Task brief: Identify all lines in the data containing the string "that". Copy them out.

Saved entries
━━━

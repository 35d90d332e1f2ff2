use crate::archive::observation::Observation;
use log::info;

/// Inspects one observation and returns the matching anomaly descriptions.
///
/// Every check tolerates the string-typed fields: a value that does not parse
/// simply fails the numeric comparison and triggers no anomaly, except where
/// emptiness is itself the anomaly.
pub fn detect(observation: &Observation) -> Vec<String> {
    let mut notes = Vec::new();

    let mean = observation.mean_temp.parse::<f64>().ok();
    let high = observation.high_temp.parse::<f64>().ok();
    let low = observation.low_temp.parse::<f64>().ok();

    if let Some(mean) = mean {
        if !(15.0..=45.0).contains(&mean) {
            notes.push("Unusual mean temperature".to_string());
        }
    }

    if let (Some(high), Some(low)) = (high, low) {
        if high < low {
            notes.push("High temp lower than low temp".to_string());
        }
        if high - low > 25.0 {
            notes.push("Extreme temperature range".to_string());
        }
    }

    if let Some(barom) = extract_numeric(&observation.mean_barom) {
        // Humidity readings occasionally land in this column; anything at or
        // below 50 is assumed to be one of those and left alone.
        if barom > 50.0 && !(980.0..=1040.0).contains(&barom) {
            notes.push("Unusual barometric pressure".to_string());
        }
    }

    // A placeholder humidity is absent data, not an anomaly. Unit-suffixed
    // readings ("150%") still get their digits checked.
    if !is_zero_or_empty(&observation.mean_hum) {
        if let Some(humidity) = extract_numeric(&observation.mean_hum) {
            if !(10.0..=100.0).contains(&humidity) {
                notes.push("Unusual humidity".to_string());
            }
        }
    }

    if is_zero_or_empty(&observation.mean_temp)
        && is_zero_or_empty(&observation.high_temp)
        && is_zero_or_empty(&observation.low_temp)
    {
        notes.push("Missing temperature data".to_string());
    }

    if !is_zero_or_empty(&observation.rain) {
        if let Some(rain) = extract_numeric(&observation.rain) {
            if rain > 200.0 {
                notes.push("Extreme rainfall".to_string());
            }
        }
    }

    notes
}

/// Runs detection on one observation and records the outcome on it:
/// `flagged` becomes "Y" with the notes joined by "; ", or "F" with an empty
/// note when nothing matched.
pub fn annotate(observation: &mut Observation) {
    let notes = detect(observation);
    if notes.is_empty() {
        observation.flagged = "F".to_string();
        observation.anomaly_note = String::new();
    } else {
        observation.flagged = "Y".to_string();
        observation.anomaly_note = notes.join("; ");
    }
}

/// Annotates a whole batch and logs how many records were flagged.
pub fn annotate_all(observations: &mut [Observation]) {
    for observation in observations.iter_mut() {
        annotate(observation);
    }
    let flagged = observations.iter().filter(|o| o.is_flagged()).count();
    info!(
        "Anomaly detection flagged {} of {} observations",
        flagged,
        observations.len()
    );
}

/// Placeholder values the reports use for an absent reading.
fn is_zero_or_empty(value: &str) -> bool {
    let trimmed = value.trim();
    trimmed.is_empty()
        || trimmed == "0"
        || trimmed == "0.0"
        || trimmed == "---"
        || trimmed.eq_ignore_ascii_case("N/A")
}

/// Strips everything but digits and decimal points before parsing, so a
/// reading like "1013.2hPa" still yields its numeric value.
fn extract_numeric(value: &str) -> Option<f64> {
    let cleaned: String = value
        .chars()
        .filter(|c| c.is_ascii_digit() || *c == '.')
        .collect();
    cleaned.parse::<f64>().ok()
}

━━━

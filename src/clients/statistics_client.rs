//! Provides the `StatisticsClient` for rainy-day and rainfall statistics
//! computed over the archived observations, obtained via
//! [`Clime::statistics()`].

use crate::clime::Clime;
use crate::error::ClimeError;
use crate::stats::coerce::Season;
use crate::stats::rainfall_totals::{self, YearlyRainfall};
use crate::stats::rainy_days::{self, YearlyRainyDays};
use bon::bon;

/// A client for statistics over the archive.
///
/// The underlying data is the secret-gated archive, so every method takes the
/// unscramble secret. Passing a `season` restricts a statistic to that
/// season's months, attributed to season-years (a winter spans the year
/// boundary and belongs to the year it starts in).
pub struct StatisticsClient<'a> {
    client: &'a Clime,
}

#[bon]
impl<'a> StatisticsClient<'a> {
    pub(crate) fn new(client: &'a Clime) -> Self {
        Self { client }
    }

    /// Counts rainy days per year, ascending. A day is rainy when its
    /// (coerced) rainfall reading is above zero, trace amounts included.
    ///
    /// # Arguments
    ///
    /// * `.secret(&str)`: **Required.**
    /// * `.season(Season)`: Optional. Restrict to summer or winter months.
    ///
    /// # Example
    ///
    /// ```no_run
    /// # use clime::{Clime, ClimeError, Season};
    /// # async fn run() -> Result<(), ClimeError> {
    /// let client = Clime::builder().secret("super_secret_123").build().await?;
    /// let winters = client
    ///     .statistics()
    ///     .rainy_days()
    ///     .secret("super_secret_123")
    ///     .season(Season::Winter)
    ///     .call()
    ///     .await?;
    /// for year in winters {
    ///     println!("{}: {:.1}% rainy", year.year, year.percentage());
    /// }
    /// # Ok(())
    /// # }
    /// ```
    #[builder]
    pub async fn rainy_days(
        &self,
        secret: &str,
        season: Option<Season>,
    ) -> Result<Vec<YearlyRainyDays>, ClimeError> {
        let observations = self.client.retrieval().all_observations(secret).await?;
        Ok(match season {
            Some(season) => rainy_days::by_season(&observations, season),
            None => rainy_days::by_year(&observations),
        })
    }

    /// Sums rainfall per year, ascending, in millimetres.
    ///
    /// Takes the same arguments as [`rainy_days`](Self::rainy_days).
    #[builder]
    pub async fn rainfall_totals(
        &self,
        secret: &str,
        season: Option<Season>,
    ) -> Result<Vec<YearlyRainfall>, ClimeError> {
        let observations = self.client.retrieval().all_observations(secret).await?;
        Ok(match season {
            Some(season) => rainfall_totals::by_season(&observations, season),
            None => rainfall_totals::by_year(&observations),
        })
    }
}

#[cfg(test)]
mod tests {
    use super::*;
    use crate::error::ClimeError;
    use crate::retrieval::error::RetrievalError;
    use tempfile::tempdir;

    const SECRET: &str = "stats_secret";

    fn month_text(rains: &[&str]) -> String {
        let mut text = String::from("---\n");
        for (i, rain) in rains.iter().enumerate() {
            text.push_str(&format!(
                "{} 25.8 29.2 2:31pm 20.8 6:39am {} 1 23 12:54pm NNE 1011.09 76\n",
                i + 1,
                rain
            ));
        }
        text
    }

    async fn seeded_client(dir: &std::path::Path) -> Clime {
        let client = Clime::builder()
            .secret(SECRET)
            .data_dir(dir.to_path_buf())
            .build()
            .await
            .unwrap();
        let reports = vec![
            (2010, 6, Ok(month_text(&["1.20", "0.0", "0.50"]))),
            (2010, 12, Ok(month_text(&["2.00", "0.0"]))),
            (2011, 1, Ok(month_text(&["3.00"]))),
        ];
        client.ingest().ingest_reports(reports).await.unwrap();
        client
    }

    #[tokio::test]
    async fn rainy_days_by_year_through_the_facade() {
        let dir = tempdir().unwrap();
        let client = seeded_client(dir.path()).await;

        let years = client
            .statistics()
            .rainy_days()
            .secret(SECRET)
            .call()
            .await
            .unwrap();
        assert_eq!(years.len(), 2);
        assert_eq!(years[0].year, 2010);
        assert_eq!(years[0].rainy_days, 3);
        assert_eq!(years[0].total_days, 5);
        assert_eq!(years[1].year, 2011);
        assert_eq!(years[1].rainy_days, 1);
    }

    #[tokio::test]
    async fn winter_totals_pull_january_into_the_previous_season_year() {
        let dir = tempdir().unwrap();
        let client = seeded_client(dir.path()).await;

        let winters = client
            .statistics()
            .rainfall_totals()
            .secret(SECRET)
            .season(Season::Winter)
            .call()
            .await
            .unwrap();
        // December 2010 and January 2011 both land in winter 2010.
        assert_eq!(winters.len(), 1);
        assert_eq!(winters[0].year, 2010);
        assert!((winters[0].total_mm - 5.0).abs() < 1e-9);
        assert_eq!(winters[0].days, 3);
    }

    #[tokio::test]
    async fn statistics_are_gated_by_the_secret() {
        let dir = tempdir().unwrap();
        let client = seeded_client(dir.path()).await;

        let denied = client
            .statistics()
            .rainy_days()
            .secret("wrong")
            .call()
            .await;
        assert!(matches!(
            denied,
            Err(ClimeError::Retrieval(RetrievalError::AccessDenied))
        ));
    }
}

━━━

Expected answer:
/// Every check tolerates the string-typed fields: a value that does not parse
/// unscramble secret. Passing a `season` restricts a statistic to that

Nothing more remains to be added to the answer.